_What is needed:_ Copy every line that contains the string "ports" from the entries below.

Excerpts from a dataset:
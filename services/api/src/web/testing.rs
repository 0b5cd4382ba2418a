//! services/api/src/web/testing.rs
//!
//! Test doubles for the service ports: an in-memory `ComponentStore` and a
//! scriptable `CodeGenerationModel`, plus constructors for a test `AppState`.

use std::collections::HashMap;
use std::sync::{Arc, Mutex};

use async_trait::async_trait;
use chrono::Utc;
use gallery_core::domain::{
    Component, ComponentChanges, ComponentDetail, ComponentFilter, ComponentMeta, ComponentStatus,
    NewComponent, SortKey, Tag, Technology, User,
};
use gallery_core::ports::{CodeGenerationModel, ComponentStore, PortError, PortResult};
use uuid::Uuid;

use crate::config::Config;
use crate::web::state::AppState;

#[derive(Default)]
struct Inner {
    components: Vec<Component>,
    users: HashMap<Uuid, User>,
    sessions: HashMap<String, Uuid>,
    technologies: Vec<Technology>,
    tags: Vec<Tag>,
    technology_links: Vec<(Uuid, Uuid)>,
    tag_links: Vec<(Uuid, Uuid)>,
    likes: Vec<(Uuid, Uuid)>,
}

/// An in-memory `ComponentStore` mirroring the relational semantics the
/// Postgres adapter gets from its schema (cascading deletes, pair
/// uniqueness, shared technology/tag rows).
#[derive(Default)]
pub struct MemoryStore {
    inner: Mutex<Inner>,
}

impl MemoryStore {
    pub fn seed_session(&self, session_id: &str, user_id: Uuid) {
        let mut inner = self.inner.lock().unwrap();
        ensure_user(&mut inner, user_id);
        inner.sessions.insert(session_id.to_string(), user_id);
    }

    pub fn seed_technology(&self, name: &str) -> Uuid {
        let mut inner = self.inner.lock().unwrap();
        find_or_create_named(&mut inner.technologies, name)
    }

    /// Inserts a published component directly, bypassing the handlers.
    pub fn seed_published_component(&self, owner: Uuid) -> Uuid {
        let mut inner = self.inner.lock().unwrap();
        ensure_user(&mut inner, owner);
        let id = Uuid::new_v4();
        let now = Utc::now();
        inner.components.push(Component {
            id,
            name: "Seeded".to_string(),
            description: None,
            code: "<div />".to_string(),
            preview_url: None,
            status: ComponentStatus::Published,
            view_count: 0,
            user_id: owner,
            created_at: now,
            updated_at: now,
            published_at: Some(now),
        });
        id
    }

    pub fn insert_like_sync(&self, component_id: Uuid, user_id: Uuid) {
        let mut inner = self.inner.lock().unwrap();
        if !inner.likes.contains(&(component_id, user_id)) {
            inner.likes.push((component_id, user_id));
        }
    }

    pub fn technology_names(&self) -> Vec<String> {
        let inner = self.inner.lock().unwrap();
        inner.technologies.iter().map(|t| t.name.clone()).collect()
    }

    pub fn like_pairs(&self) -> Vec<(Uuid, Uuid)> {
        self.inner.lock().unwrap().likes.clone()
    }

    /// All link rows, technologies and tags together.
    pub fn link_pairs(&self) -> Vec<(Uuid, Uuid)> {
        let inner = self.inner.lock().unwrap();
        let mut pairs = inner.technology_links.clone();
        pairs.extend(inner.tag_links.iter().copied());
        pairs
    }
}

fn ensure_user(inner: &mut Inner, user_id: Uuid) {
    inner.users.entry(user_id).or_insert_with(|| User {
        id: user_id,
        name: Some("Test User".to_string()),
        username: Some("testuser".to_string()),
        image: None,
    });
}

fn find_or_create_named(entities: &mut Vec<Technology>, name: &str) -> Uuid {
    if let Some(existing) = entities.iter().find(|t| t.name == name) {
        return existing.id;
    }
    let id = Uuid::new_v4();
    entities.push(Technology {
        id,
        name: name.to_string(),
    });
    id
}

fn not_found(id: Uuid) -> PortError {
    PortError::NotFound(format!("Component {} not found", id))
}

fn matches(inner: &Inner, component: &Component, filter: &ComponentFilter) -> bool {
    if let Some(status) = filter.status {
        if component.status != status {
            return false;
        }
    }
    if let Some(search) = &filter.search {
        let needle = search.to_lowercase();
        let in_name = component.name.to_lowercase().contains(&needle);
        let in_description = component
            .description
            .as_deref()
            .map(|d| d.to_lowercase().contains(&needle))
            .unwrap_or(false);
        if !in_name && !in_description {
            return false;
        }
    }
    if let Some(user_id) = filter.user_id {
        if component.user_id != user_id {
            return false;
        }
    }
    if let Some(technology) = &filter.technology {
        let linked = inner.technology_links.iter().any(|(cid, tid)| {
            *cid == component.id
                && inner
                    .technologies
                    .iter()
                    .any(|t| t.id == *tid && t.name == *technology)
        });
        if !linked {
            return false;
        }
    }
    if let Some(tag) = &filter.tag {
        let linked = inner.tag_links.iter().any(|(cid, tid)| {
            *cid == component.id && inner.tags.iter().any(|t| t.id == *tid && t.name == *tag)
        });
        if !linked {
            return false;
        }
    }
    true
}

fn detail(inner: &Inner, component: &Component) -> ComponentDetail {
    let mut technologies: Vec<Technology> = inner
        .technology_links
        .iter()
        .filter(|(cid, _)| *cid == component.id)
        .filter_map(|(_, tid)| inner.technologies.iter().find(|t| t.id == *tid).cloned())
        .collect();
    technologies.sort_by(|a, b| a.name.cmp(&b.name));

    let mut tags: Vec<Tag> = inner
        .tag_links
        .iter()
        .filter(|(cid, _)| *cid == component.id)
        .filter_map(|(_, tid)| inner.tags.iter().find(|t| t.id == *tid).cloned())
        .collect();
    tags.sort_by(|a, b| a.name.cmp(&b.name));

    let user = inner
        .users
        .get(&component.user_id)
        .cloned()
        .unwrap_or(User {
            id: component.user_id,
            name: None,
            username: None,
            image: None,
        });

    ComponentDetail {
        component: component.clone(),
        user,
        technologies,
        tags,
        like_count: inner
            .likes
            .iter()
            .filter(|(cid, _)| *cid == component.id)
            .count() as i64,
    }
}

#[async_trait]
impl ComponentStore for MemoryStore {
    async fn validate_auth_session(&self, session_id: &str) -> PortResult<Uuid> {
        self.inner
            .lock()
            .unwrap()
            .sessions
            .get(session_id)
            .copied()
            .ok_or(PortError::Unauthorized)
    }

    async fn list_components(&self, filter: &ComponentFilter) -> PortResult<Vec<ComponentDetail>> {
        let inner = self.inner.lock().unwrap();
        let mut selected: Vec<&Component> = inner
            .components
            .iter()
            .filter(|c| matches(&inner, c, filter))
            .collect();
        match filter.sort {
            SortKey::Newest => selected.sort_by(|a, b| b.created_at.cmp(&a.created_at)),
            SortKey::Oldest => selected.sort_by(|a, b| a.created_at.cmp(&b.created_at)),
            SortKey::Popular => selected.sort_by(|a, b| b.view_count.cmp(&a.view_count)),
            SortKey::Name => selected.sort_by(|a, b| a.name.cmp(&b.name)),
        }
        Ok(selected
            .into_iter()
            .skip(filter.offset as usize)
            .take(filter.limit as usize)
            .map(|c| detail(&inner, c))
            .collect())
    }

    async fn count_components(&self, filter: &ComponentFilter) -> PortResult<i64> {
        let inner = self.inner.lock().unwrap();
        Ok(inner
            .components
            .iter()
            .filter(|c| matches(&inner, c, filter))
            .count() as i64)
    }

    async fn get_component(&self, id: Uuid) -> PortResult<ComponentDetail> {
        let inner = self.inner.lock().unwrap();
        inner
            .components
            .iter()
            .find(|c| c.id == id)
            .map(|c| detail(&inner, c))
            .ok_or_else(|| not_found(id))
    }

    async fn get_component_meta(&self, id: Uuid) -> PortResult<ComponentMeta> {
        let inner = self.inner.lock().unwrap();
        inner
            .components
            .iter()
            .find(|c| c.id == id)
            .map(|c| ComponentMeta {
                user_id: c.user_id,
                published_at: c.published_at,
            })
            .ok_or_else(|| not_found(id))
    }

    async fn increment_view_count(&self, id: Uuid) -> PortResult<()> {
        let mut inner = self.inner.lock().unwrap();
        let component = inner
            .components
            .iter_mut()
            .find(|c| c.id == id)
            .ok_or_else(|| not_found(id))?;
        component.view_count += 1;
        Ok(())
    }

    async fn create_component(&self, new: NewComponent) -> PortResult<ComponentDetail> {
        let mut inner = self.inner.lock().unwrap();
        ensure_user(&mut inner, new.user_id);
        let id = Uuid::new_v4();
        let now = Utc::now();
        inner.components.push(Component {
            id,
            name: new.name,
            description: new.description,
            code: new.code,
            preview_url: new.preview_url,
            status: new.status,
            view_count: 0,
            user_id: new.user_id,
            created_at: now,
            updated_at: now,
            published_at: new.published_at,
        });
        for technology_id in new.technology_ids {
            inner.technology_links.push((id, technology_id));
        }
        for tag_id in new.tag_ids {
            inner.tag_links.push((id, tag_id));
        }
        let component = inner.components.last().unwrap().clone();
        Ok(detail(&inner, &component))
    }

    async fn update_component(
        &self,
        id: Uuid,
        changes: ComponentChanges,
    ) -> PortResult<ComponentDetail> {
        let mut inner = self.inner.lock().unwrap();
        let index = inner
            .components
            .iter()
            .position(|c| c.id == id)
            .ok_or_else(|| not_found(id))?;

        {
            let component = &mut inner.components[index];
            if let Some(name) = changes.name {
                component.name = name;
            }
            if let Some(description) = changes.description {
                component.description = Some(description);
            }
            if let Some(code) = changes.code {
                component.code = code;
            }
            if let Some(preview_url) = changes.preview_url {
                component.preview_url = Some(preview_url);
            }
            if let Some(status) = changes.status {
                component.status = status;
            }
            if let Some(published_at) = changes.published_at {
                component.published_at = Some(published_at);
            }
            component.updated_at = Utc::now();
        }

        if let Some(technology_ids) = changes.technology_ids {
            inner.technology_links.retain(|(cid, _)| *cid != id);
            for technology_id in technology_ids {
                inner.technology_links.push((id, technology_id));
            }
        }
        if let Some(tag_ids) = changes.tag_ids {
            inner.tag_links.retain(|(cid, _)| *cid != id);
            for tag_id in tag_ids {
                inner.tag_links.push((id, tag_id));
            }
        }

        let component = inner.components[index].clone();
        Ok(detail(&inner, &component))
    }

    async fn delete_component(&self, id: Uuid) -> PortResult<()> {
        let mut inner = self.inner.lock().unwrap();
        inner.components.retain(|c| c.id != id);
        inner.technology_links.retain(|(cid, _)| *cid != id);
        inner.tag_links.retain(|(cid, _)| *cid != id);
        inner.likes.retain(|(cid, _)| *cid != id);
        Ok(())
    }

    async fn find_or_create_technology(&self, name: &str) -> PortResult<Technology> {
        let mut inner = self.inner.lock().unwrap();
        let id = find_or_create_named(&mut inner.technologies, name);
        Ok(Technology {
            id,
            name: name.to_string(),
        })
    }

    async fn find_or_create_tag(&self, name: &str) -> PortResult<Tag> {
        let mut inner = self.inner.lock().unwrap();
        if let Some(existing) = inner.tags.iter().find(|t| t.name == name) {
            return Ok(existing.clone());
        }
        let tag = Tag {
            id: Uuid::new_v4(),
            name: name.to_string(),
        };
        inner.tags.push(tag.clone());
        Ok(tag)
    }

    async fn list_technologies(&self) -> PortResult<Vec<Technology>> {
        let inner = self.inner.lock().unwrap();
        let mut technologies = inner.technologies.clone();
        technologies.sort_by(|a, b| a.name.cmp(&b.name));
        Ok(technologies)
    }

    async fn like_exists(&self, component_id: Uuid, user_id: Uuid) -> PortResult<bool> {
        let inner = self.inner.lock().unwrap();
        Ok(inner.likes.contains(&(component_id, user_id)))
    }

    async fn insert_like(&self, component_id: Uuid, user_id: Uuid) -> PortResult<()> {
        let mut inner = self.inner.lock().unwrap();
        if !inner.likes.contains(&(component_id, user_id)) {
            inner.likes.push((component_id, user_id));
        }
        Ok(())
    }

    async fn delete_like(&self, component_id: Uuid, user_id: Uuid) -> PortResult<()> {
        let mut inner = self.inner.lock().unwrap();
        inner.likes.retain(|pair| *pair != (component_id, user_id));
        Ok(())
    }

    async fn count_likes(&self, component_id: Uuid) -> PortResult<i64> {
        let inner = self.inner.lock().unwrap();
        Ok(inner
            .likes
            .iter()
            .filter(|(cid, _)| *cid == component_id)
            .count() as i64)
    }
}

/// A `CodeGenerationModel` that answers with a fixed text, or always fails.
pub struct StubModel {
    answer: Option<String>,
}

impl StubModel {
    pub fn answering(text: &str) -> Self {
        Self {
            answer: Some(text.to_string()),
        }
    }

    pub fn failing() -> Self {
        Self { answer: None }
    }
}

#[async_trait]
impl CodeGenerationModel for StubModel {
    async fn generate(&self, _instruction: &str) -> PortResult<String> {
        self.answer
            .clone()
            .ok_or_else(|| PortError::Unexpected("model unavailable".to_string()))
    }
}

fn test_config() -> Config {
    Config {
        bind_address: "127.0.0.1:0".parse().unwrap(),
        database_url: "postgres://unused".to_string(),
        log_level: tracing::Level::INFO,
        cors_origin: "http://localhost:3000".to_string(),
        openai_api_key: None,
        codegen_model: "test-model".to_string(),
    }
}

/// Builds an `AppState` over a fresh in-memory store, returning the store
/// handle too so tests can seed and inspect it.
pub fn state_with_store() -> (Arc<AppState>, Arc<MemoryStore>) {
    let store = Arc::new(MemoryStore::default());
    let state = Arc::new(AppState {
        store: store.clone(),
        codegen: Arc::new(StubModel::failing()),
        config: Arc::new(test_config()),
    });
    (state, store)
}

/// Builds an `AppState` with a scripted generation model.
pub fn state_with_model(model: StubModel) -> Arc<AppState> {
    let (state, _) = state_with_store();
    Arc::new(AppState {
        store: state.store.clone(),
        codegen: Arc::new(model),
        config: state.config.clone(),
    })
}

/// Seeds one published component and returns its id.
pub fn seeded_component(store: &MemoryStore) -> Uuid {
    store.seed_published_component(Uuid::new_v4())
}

_Answer space:_
//! Test doubles for the service ports: an in-memory `ComponentStore` and a
use gallery_core::ports::{CodeGenerationModel, ComponentStore, PortError, PortResult};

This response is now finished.